E as possibilidades são muitas, como ele mesmo reconhece. Num certo momento, Yuka conta que estava trabalhando nas gravações do programa, na produção do disco e na escrita do livro ao mesmo tempo. “É uma demanda muito grande, mas é a demanda que eu preciso cumprir para me sustentar, porque se já é difícil viver de cultura nesse país, para um baterista sem as pernas e com um braço e meio é mais ainda.” Mas não é só isso. Esta é a sua forma de estar no mundo.

Apesar de dizer que o seu apoio ao PSOL o prejudicou em termos de mercado, da mesma forma que poderia ter muito mais visibilidade se não mantivesse suas convicções políticas muito claras para si – e para os outros – Yuka acredita que sempre há aqueles que o enxergam. “Foram essas pessoas que me deixaram fazer o disco, me deram um espaço na TV, compraram meu livro. Eu só faço o que acredito, e se eu continuo sobrevivendo disso é porque, por mais que esse país seja injusto, ainda existe espaço para aqueles que realmente acreditam no que fazem. Não importa as condições, porque eu tenho todas elas contra mim.”

Yuka já declarou que, às vezes, sente que as principais coisas a serem ditas sobre si são os tiros que o deixaram na cadeira e a saída d’O Rappa. Não são necessários grandes esforços para compreender o contrário. A história que ele quer contar agora é outra, e inclui uma infinidade de projetos, caminhos e possibilidades que abraça com paixão: “É muito esforço, mas, porra, é emocionante. Dá pra ver a sua própria passagem através desses registros.

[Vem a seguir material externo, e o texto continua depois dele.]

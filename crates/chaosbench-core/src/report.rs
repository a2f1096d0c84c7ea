//! End-of-session report and JSON artifact.
//!
//! [`SessionSummary`] is computed once from the complete run sequence and is
//! never updated afterwards. Exit-status policy lives here, not in the engine.
//!
//! # Artifact format
//!
//! ```json
//! {
//!   "summary": {
//!     "avg_latency": 27.1, "fib_score": 27.4, "chaos": true, "pilot_wave": true,
//!     "coherence_gain_pct": 41.2, "avg_coherence": 0.63, "target_met": true
//!   },
//!   "runs": [
//!     { "q": "coherent", "lat": 25.9, "noise": 0.12, "ok": true,
//!       "coherence": 0.45, "q_potential": -0.31, "trajectory_pred": 0.46 }
//!   ]
//! }
//! ```
//!
//! `target_met` is `null` when pilot-wave mode is off. The file is written to a
//! temporary sibling first and renamed over the target, so readers never see
//! a half-written artifact.

use std::io::Write;
use std::path::Path;

use serde::{Deserialize, Serialize};

use crate::error::{HarnessError, Result};
use crate::executor::BenchmarkRun;
use crate::freshness::freshness_score;
use crate::telemetry::EntropyState;

/// Classification thresholds.
#[derive(Debug, Clone, Copy, PartialEq)]
pub struct ReportThresholds {
    pub entropy_threshold: f64,
    pub gain_target: f64,
    pub partial_gain: f64,
}

impl Default for ReportThresholds {
    fn default() -> Self {
        Self {
            entropy_threshold: 0.5,
            gain_target: 0.25,
            partial_gain: 0.15,
        }
    }
}

/// How the coherence gain compares with the target.
#[derive(Debug, Clone, Copy, PartialEq, Eq, Hash, Serialize, Deserialize)]
#[serde(rename_all = "snake_case")]
pub enum GainClass {
    Achieved,
    Partial,
    BelowTarget,
}

impl GainClass {
    pub fn classify(gain: f64, thresholds: &ReportThresholds) -> Self {
        if gain >= thresholds.gain_target {
            Self::Achieved
        } else if gain > thresholds.partial_gain {
            Self::Partial
        } else {
            Self::BelowTarget
        }
    }
}

impl std::fmt::Display for GainClass {
    fn fmt(&self, f: &mut std::fmt::Formatter<'_>) -> std::fmt::Result {
        match self {
            Self::Achieved => write!(f, "target achieved"),
            Self::Partial => write!(f, "partial"),
            Self::BelowTarget => write!(f, "below target"),
        }
    }
}

/// Relative coherence change from the first to the last run.
///
/// Zero when there is no initial value or it is zero.
pub fn coherence_gain(initial: Option<f64>, final_: Option<f64>) -> f64 {
    match (initial, final_) {
        (Some(i), Some(f)) if i > 0.0 => (f - i) / i,
        _ => 0.0,
    }
}

/// Final session metrics.
#[derive(Debug, Clone, PartialEq)]
pub struct SessionSummary {
    pub run_count: usize,
    pub failed_runs: usize,
    pub avg_latency_ms: f64,
    pub fib_score: f64,
    pub initial_coherence: Option<f64>,
    pub final_coherence: Option<f64>,
    pub avg_coherence: f64,
    /// `(final − initial) / initial`.
    pub coherence_gain: f64,
    pub gain_class: GainClass,
    pub chaos: bool,
    pub pilot_wave: bool,
    /// `None` when pilot-wave mode is off.
    pub target_met: Option<bool>,
    pub max_abs_noise: f64,
    pub entropy_state: EntropyState,
}

impl SessionSummary {
    pub fn from_runs(
        runs: &[BenchmarkRun],
        chaos: bool,
        pilot_wave: bool,
        thresholds: &ReportThresholds,
    ) -> Self {
        let run_count = runs.len();
        let latencies: Vec<f64> = runs.iter().map(|r| r.latency_ms).collect();

        let initial_coherence = runs.first().map(|r| r.coherence);
        let final_coherence = runs.last().map(|r| r.coherence);
        let gain = coherence_gain(initial_coherence, final_coherence);
        let max_abs_noise = runs.iter().map(|r| r.noise.abs()).fold(0.0, f64::max);

        Self {
            run_count,
            failed_runs: runs.iter().filter(|r| !r.success).count(),
            avg_latency_ms: mean(&latencies),
            fib_score: freshness_score(&latencies),
            initial_coherence,
            final_coherence,
            avg_coherence: mean(&runs.iter().map(|r| r.coherence).collect::<Vec<_>>()),
            coherence_gain: gain,
            gain_class: GainClass::classify(gain, thresholds),
            chaos,
            pilot_wave,
            target_met: pilot_wave.then(|| gain >= thresholds.gain_target),
            max_abs_noise,
            entropy_state: EntropyState::classify(max_abs_noise, thresholds.entropy_threshold),
        }
    }

    /// Noise exceeded the threshold and pilot-wave mode did not recover
    /// every run.
    pub fn entropy_exceeded(&self) -> bool {
        self.entropy_state == EntropyState::Warning && !(self.pilot_wave && self.failed_runs == 0)
    }

    /// Fields written to the artifact.
    pub fn to_artifact(&self) -> ArtifactSummary {
        ArtifactSummary {
            avg_latency: self.avg_latency_ms,
            fib_score: self.fib_score,
            chaos: self.chaos,
            pilot_wave: self.pilot_wave,
            coherence_gain_pct: self.coherence_gain * 100.0,
            avg_coherence: self.avg_coherence,
            target_met: self.target_met,
        }
    }
}

/// Process exit status chosen for a session.
#[derive(Debug, Clone, Copy, PartialEq, Eq, Hash)]
pub enum ExitStatus {
    Nominal,
    /// Entropy threshold exceeded without pilot-wave recovery.
    EntropyExceeded,
    /// Pilot-wave mode on but the gain target was missed (non-fatal).
    TargetMissed,
    Interrupted,
}

impl ExitStatus {
    pub fn for_session(summary: &SessionSummary, interrupted: bool) -> Self {
        if interrupted {
            Self::Interrupted
        } else if summary.entropy_exceeded() {
            Self::EntropyExceeded
        } else if summary.target_met == Some(false) {
            Self::TargetMissed
        } else {
            Self::Nominal
        }
    }

    pub fn code(&self) -> i32 {
        match self {
            Self::Nominal => 0,
            Self::EntropyExceeded => 1,
            Self::TargetMissed => 2,
            Self::Interrupted => 130,
        }
    }
}

// ---------------------------------------------------------------------------
// Artifact
// ---------------------------------------------------------------------------

/// `summary` object of the artifact.
#[derive(Debug, Clone, PartialEq, Serialize, Deserialize)]
pub struct ArtifactSummary {
    pub avg_latency: f64,
    pub fib_score: f64,
    pub chaos: bool,
    pub pilot_wave: bool,
    pub coherence_gain_pct: f64,
    pub avg_coherence: f64,
    pub target_met: Option<bool>,
}

/// Artifact as read back from disk.
#[derive(Debug, Clone, PartialEq, Deserialize)]
pub struct Artifact {
    pub summary: ArtifactSummary,
    pub runs: Vec<BenchmarkRun>,
}

#[derive(Serialize)]
struct ArtifactOut<'a> {
    summary: ArtifactSummary,
    runs: &'a [BenchmarkRun],
}

/// Atomically write the artifact to `path`, replacing any existing file.
pub fn write_artifact(path: &Path, summary: &SessionSummary, runs: &[BenchmarkRun]) -> Result<()> {
    let json = serde_json::to_vec_pretty(&ArtifactOut {
        summary: summary.to_artifact(),
        runs,
    })?;

    let dir = match path.parent() {
        Some(p) if !p.as_os_str().is_empty() => p,
        _ => Path::new("."),
    };
    let mut tmp = tempfile::Builder::new()
        .prefix(".chaosbench-")
        .suffix(".json.tmp")
        .tempfile_in(dir)
        .map_err(|e| HarnessError::io(dir, e))?;
    tmp.write_all(&json)
        .and_then(|()| tmp.write_all(b"\n"))
        .and_then(|()| tmp.as_file().sync_all())
        .map_err(|e| HarnessError::io(tmp.path(), e))?;
    tmp.persist(path).map_err(|e| HarnessError::io(path, e.error))?;

    log::info!("wrote {} runs to {}", runs.len(), path.display());
    Ok(())
}

/// Load an artifact written by [`write_artifact`].
pub fn read_artifact(path: &Path) -> Result<Artifact> {
    let raw = std::fs::read_to_string(path).map_err(|e| HarnessError::io(path, e))?;
    Ok(serde_json::from_str(&raw)?)
}

fn mean(values: &[f64]) -> f64 {
    if values.is_empty() {
        0.0
    } else {
        values.iter().sum::<f64>() / values.len() as f64
    }
}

A neurociência já prova isso, que quando o corpo tem alguma função restrita, o córtex se deforma e potencializa outros campos. Acho que eu sou consequência disso. A minha imobilidade me movimenta, e eu faço isso de maneira interna e externa. Há essa questão de ter que ganhar a vida, mas é mais que isso. É ter que botar seus bichos pra fora. E isso me faz ter orgulho da minha entrega”.